For a Tuesday blog, I was influenced by Monday’s Labor Day. It seemed to be a bit of an oxymoron to be off on Labor Day. Although, it was a continuing reminder that our lives are certainly framed by our jobs. Moods and happiness are an extension of our daily labors.
Labor Day has an interesting origin. While it is observed to “celebrate the economic and social contributions of workers”; It also is a recognition that Labor was at strife with employers and government. Not until a number of workers died at the hands of the Military and the U.S Marshals, did President Grover Cleveland recognize it as a Federal holiday.
This is not a blog to provide a history lesson. Instead, Labor Day reminded me of why I am happy at my job.

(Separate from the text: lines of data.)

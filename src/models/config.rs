// src/models/config.rs

use serde::Deserialize;

/// Root configuration structure
#[derive(Debug, Deserialize, Clone, Default)]
pub struct Config {
    #[serde(default)]
    pub crawler: CrawlerConfig,
    #[serde(default)]
    pub storage: StorageConfig,
    #[serde(default)]
    pub logging: LoggingConfig,
}

/// Crawler behavior settings
#[derive(Debug, Deserialize, Clone)]
pub struct CrawlerConfig {
    #[serde(default = "defaults::user_agent")]
    pub user_agent: String,

    #[serde(default = "defaults::timeout_secs")]
    pub timeout_secs: u64,

    /// Delay between processed requests, for origin politeness.
    #[serde(default = "defaults::request_delay_ms")]
    pub request_delay_ms: u64,

    /// Upper bound on requests handled in one run. 0 means unbounded.
    #[serde(default = "defaults::max_requests")]
    pub max_requests: usize,

    #[serde(default = "defaults::api_root")]
    pub api_root: String,

    /// Personal access token for authenticated API calls.
    #[serde(default)]
    pub auth_token: Option<String>,
}

/// Storage backend settings
#[derive(Debug, Deserialize, Clone)]
pub struct StorageConfig {
    #[serde(default = "defaults::storage_root")]
    pub root: String,

    /// TTL of the process-local read cache, in seconds.
    #[serde(default = "defaults::cache_ttl_secs")]
    pub cache_ttl_secs: u64,

    #[serde(default = "defaults::cache_capacity")]
    pub cache_capacity: u64,
}

/// Logging configurations
#[derive(Debug, Deserialize, Clone)]
pub struct LoggingConfig {
    #[serde(default = "defaults::log_level")]
    pub level: String,
}

mod defaults {
    pub fn user_agent() -> String {
        concat!("octolink/", env!("CARGO_PKG_VERSION")).to_string()
    }

    pub fn timeout_secs() -> u64 {
        30
    }

    pub fn request_delay_ms() -> u64 {
        0
    }

    pub fn max_requests() -> usize {
        1000
    }

    pub fn api_root() -> String {
        "https://api.github.com".to_string()
    }

    pub fn storage_root() -> String {
        "data/store".to_string()
    }

    pub fn cache_ttl_secs() -> u64 {
        60
    }

    pub fn cache_capacity() -> u64 {
        10_000
    }

    pub fn log_level() -> String {
        "info".to_string()
    }
}

impl Default for CrawlerConfig {
    fn default() -> Self {
        Self {
            user_agent: defaults::user_agent(),
            timeout_secs: defaults::timeout_secs(),
            request_delay_ms: defaults::request_delay_ms(),
            max_requests: defaults::max_requests(),
            api_root: defaults::api_root(),
            auth_token: None,
        }
    }
}

impl Default for StorageConfig {
    fn default() -> Self {
        Self {
            root: defaults::storage_root(),
            cache_ttl_secs: defaults::cache_ttl_secs(),
            cache_capacity: defaults::cache_capacity(),
        }
    }
}

impl Default for LoggingConfig {
    fn default() -> Self {
        Self {
            level: defaults::log_level(),
        }
    }
}

#[cfg(test)]
mod tests {
    use super::*;

    #[test]
    fn test_defaults() {
        let config = Config::default();
        assert_eq!(config.crawler.timeout_secs, 30);
        assert_eq!(config.crawler.api_root, "https://api.github.com");
        assert_eq!(config.storage.cache_ttl_secs, 60);
    }

    #[test]
    fn test_partial_toml() {
        let config: Config = toml::from_str(
            r#"
            [crawler]
            max_requests = 50
            "#,
        )
        .unwrap();
        assert_eq!(config.crawler.max_requests, 50);
        assert_eq!(config.crawler.timeout_secs, 30);
    }
}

There have been times in my life when I was not well enough to go to work for periods of time. I remember thinking “I just wish that I was back in my routine and could go to work”.
Now, when people give me the perfuntory greeting of “How am I doing?” I often wonder what expression they would give if I really decided to give a health answer, instead of “doing great”.
I could launch in to that I feel as though I am still rehabbing my knee that was surgically repaired 10 years ago. Is it starve a knee and feed a hip? I could add that I have no cavities in my wisdom teeth. I do have a great regimen of flossing and brushing. I’m so good at it that maybe my dentist will offer me a part-time position as a motivational speaker. I must be honest though, about my wisdom teeth health; I think that such tooth celebration is really more related to having those teeth removed when I was 17.
I could continue that I ingest heavy volumes of ice tea and coffee on a daily basis. I am highly caffeinated at all times; although, I have noticed withdrawal symptoms around 5 am each day. My kidney health is great and I regularly watch television, which shows that I have no exercise limitations.
My mental health is great and I have no voices in my head that are singing or counting cards. Barking dogs and crying children in restaurants don’t always erode my sanity.
I feel no real desire to go deer or turkey hunting but I do have keen eyesight and can spot good cheesecake from a far away seat. I am willing to try new types of activities and interests, as long as they do not involve airplanes. Flying does increase my blood pressure.
Yes, that’s how I am really doing. Instead, today I would just reply that I am doing great and glad to be back at work. Monday is a good reminder that I enjoy that I can labor.
For pic o’ day, I went with items from the blog. Well, maybe I’m reaching just a bit.